Третьей разновидностью украинского интегрального национализма был т.н. «творчий» («творческий») национализм Фронта национального единства, основанного в 1938 году Дмитрием Палиевым. Идеологом «творчого» национализма был философ Мыкола Шлимкевич, чья интеллектуальная биография напоминает донцовскую, к национализму он пришел от марксизма. Наиболее отчетливо различия национальной идеи Донцова и Шлимкевича обнаруживаются в «географических» приоритетах: донцовская «окцидентализация» у Шлимкевича оборачивается «славянщиной», т.н. «осуществлением славянства». Скажем по ходу, что рецепция «доктрины Донцова» в «модерной украинской литературе» (автор этой книги такого рода вопросами не задавался, так что это не более чем построчное нотабене) оказалась продуктивной именно в плане «географии», породив сначала прозападные манифесты Хвылевого, а затем концептуальные «введения в географию» Андруховича.

В начале этой книги автор называет украинский интегральный национализм влиятельным, но «незаконченным проектом». Затем он возвращается к этой мысли в заключении, определяя его как одну из идеологий «третьего пути» и «закрытого общества», причем именно в «сакрализации идеологии» он видит причины неудачи такого «проекта». «Западные украинцы» в большинстве своем принадлежали традиционной культуре, не «пережили кризиса онтологии» и не испытывали нужды в «светской религии».

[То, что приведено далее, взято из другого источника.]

//! Configuration loader and validator for the board copier.
use serde::{Deserialize, Serialize};
use std::fs;
use std::path::{Path, PathBuf};
use std::time::Duration;
use thiserror::Error;
use tracing::{info, warn};

#[derive(Debug, Error)]
pub enum ConfigError {
    #[error("I/O error: {0}")]
    Io(#[from] std::io::Error),
    #[error("YAML parse error: {0}")]
    Parse(#[from] serde_yaml::Error),
    #[error("Invalid value in environment variable {0}")]
    Env(&'static str),
    #[error("Invalid configuration: {0}")]
    Invalid(&'static str),
}

/// Root configuration struct mirroring the YAML schema.
#[derive(Debug, Clone, Default, Serialize, Deserialize, PartialEq)]
#[serde(default)]
pub struct Config {
    pub app: App,
    pub browser: Browser,
    pub boards: Boards,
    pub pacing: Pacing,
    pub run: Run,
}

/// App-level settings.
#[derive(Debug, Clone, Serialize, Deserialize, PartialEq, Eq)]
#[serde(default)]
pub struct App {
    pub logs_dir: String,
    pub cookie_file: String,
}

/// WebDriver session settings.
#[derive(Debug, Clone, Serialize, Deserialize, PartialEq, Eq)]
#[serde(default)]
pub struct Browser {
    pub webdriver_url: String,
    pub headless: bool,
    pub chrome_profile_path: String,
    pub wait_timeout_secs: u64,
}

/// Source and target boards.
#[derive(Debug, Clone, Default, Serialize, Deserialize, PartialEq, Eq)]
#[serde(default)]
pub struct Boards {
    pub source_url: String,
    pub target_name: String,
}

/// Timing knobs for scrolling, inter-pin delays and block backoff.
#[derive(Debug, Clone, Serialize, Deserialize, PartialEq)]
#[serde(default)]
pub struct Pacing {
    pub scroll_pause_secs: f64,
    pub scroll_step_px: u32,
    pub no_change_threshold: u32,
    pub min_delay_secs: f64,
    pub max_delay_secs: f64,
    pub block_backoff_secs: Vec<u64>,
}

/// Run bookkeeping intervals.
#[derive(Debug, Clone, Serialize, Deserialize, PartialEq, Eq)]
#[serde(default)]
pub struct Run {
    pub checkpoint_interval: usize,
    pub progress_interval: usize,
    pub max_parallel_workers: usize,
}

impl Default for App {
    fn default() -> Self {
        Self {
            logs_dir: "./logs".into(),
            cookie_file: "pinterest_cookies.json".into(),
        }
    }
}

impl Default for Browser {
    fn default() -> Self {
        Self {
            webdriver_url: "http://localhost:9515".into(),
            headless: false,
            chrome_profile_path: String::new(),
            wait_timeout_secs: 5,
        }
    }
}

impl Default for Pacing {
    fn default() -> Self {
        Self {
            scroll_pause_secs: 0.8,
            scroll_step_px: 800,
            no_change_threshold: 3,
            min_delay_secs: 2.0,
            max_delay_secs: 5.0,
            block_backoff_secs: vec![300, 600, 900],
        }
    }
}

impl Default for Run {
    fn default() -> Self {
        Self {
            checkpoint_interval: 100,
            progress_interval: 50,
            max_parallel_workers: 1,
        }
    }
}

impl Config {
    /// Ensure required directories exist (creates `app.logs_dir` if missing).
    pub fn ensure_dirs(&self) -> Result<(), std::io::Error> {
        fs::create_dir_all(self.logs_dir())
    }

    pub fn logs_dir(&self) -> PathBuf {
        PathBuf::from(&self.app.logs_dir)
    }

    pub fn scroll_pause(&self) -> Duration {
        Duration::from_secs_f64(self.pacing.scroll_pause_secs)
    }

    pub fn block_backoff(&self) -> Vec<Duration> {
        self.pacing
            .block_backoff_secs
            .iter()
            .map(|secs| Duration::from_secs(*secs))
            .collect()
    }

    /// Apply the environment variables the tool has always honored on top of
    /// whatever the YAML file provided.
    pub fn apply_env_overrides(&mut self) -> Result<(), ConfigError> {
        self.apply_overrides(|key| std::env::var(key).ok())
    }

    fn apply_overrides<F>(&mut self, lookup: F) -> Result<(), ConfigError>
    where
        F: Fn(&str) -> Option<String>,
    {
        if let Some(v) = lookup("SOURCE_BOARD_URL") {
            self.boards.source_url = v;
        }
        if let Some(v) = lookup("TARGET_BOARD_NAME") {
            self.boards.target_name = v;
        }
        if let Some(v) = lookup("CHROME_PROFILE_PATH") {
            self.browser.chrome_profile_path = v;
        }
        if let Some(v) = lookup("WEBDRIVER_URL") {
            self.browser.webdriver_url = v;
        }
        if let Some(v) = lookup("HEADLESS_MODE") {
            self.browser.headless = v.trim().eq_ignore_ascii_case("true");
        }
        if let Some(v) = lookup("SCROLL_PAUSE_TIME") {
            self.pacing.scroll_pause_secs = parse_env("SCROLL_PAUSE_TIME", &v)?;
        }
        if let Some(v) = lookup("RANDOM_DELAY_MIN") {
            self.pacing.min_delay_secs = parse_env("RANDOM_DELAY_MIN", &v)?;
        }
        if let Some(v) = lookup("RANDOM_DELAY_MAX") {
            self.pacing.max_delay_secs = parse_env("RANDOM_DELAY_MAX", &v)?;
        }
        if let Some(v) = lookup("MAX_PARALLEL_WORKERS") {
            self.run.max_parallel_workers = parse_env("MAX_PARALLEL_WORKERS", &v)?;
        }
        Ok(())
    }
}

fn parse_env<T: std::str::FromStr>(key: &'static str, raw: &str) -> Result<T, ConfigError> {
    raw.trim().parse().map_err(|_| ConfigError::Env(key))
}

/// Load configuration from a YAML file, apply environment overrides and
/// validate it.
/// - If `path` is None, uses `config.yaml` in the current working directory.
/// - A missing file is not an error: defaults plus environment are used.
pub fn load(path: Option<&Path>) -> Result<Config, ConfigError> {
    let path = path.unwrap_or_else(|| Path::new("config.yaml"));
    let mut cfg = if path.exists() {
        let content = fs::read_to_string(path)?;
        serde_yaml::from_str(&content)?
    } else {
        info!(path = %path.display(), "config file not found; using defaults and environment");
        Config::default()
    };
    cfg.apply_env_overrides()?;
    validate(&cfg)?;
    if cfg.run.max_parallel_workers > 1 {
        warn!(
            workers = cfg.run.max_parallel_workers,
            "parallel board sessions are not supported; running with a single worker"
        );
    }
    Ok(cfg)
}

/// Validate a configuration instance.
pub fn validate(cfg: &Config) -> Result<(), ConfigError> {
    if cfg.app.logs_dir.trim().is_empty() {
        return Err(ConfigError::Invalid("app.logs_dir must be non-empty"));
    }
    if cfg.app.cookie_file.trim().is_empty() {
        return Err(ConfigError::Invalid("app.cookie_file must be non-empty"));
    }
    if cfg.browser.webdriver_url.trim().is_empty() {
        return Err(ConfigError::Invalid("browser.webdriver_url must be non-empty"));
    }
    if cfg.browser.wait_timeout_secs == 0 || cfg.browser.wait_timeout_secs > 9 {
        return Err(ConfigError::Invalid(
            "browser.wait_timeout_secs must be between 1 and 9",
        ));
    }

    if cfg.boards.source_url.trim().is_empty() {
        return Err(ConfigError::Invalid("boards.source_url (SOURCE_BOARD_URL) is required"));
    }
    if cfg.boards.target_name.trim().is_empty() {
        return Err(ConfigError::Invalid("boards.target_name (TARGET_BOARD_NAME) is required"));
    }

    let p = &cfg.pacing;
    if !(p.scroll_pause_secs > 0.0 && p.scroll_pause_secs.is_finite()) {
        return Err(ConfigError::Invalid("pacing.scroll_pause_secs must be positive and finite"));
    }
    if p.scroll_step_px == 0 {
        return Err(ConfigError::Invalid("pacing.scroll_step_px must be > 0"));
    }
    if p.no_change_threshold == 0 {
        return Err(ConfigError::Invalid("pacing.no_change_threshold must be > 0"));
    }
    if !(p.min_delay_secs >= 0.0 && p.max_delay_secs >= p.min_delay_secs && p.max_delay_secs.is_finite()) {
        return Err(ConfigError::Invalid(
            "pacing.min_delay_secs/max_delay_secs must be finite and satisfy 0 <= min <= max",
        ));
    }
    if p.block_backoff_secs.is_empty() {
        return Err(ConfigError::Invalid("pacing.block_backoff_secs must not be empty"));
    }

    if cfg.run.checkpoint_interval == 0 {
        return Err(ConfigError::Invalid("run.checkpoint_interval must be > 0"));
    }
    if cfg.run.progress_interval == 0 {
        return Err(ConfigError::Invalid("run.progress_interval must be > 0"));
    }
    if cfg.run.max_parallel_workers == 0 {
        return Err(ConfigError::Invalid("run.max_parallel_workers must be >= 1"));
    }

    Ok(())
}

/// Returns the documented example YAML content.
pub fn example() -> &'static str {
    r#"app:
  logs_dir: "./logs"
  cookie_file: "pinterest_cookies.json"

browser:
  webdriver_url: "http://localhost:9515"
  headless: false
  chrome_profile_path: ""
  wait_timeout_secs: 5

boards:
  source_url: "https://www.pinterest.com/someone/recipes/"
  target_name: "Recipes"

pacing:
  scroll_pause_secs: 0.8
  scroll_step_px: 800
  no_change_threshold: 3
  min_delay_secs: 2
  max_delay_secs: 5
  block_backoff_secs: [300, 600, 900]

run:
  checkpoint_interval: 100
  progress_interval: 50
  max_parallel_workers: 1
"#
}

Как бы то ни было, оставаясь «незаконченным проектом», украинский интегральный национализм является живым фактором настоящей истории и политики, пытаясь «наполнить ее своими целями и своим смыслом». И здесь напрашивается вопрос, который, собственно, следует из определения «незаконченного», т.е. открытого проекта и ключевой «поправки Армстронга»: отныне «украинский интегральный национализм» перестал быть «идеологией негосударственной нации», в новом историческом контексте описанные Армстронгом свойства и характеристики корректируются в политических программах правых украинских партий. Впрочем, это вопрос настоящего момента, и он обращен к истории настоящего момента, тогда как предмет этой книги ограничен хронологическими рамками, оставаясь частью интеллектуальной истории межвоенной Европы.


Примечание

1. «Провансальство» — одно из характерных определений Донцова, синоним «этнического провинциализма».